[EXERCISE]: Show all the lines in the data below that include the word "return".

[SUPPLIED MATERIAL]:
++++++++

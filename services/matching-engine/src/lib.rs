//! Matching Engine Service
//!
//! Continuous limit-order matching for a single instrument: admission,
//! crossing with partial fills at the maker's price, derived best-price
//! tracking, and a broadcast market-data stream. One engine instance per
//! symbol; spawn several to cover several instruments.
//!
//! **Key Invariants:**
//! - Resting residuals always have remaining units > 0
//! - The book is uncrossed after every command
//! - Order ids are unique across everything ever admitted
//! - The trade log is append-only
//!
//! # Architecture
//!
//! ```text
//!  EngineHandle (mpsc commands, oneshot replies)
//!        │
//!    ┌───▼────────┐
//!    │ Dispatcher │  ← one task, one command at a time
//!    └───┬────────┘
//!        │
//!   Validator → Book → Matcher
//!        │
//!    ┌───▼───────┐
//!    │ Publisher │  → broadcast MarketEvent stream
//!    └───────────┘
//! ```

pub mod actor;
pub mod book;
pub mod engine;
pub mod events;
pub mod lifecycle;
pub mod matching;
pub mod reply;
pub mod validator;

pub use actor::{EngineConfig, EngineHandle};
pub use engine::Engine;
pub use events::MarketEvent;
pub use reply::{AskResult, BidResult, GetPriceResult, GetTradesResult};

++++++++

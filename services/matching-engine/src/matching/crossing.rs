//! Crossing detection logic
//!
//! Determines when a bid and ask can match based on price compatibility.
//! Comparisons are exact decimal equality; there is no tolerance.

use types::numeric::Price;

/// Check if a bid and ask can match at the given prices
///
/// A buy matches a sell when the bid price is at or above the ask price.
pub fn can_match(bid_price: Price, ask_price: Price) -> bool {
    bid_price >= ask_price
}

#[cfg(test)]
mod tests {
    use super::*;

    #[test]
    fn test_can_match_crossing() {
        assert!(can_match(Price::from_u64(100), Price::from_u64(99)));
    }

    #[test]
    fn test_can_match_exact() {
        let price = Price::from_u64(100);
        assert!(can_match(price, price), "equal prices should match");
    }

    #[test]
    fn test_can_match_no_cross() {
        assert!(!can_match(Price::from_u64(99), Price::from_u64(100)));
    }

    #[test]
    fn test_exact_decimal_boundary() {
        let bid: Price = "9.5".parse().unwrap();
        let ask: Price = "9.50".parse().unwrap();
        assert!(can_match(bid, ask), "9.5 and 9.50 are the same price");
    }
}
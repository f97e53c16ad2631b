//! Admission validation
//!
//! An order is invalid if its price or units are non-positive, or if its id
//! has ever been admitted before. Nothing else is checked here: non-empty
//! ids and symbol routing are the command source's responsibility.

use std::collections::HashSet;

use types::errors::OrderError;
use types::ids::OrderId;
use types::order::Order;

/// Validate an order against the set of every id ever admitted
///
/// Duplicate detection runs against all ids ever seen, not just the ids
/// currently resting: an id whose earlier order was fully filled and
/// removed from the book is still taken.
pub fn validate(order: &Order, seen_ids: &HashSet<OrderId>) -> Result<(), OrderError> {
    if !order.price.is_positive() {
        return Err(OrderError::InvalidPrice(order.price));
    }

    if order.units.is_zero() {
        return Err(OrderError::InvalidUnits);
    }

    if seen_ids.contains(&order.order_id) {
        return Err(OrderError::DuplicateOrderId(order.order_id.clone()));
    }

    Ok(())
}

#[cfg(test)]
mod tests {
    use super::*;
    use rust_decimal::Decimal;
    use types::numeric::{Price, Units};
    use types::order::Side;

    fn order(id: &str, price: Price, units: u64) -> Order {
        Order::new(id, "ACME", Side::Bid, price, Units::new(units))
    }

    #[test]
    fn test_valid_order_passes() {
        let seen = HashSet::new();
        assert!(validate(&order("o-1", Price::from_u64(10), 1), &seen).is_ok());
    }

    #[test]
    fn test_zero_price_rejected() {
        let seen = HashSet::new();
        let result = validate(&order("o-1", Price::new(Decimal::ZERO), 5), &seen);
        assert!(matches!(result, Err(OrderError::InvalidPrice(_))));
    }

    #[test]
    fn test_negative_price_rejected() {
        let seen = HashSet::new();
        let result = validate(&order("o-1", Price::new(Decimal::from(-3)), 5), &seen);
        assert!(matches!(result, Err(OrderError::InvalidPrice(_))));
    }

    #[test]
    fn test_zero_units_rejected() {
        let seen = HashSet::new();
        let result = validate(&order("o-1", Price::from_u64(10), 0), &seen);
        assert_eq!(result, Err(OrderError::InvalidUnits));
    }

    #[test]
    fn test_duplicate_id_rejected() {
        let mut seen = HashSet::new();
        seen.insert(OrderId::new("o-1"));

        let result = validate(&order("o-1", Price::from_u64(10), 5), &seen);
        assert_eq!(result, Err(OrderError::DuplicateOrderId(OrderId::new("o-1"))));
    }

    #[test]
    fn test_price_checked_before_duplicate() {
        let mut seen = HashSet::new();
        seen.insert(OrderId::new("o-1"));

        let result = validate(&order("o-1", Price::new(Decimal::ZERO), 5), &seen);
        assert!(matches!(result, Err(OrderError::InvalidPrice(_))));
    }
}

++++++++

[EXERCISE ANSWER]:
        return Err(OrderError::InvalidPrice(order.price));
        return Err(OrderError::InvalidUnits);
        return Err(OrderError::DuplicateOrderId(order.order_id.clone()));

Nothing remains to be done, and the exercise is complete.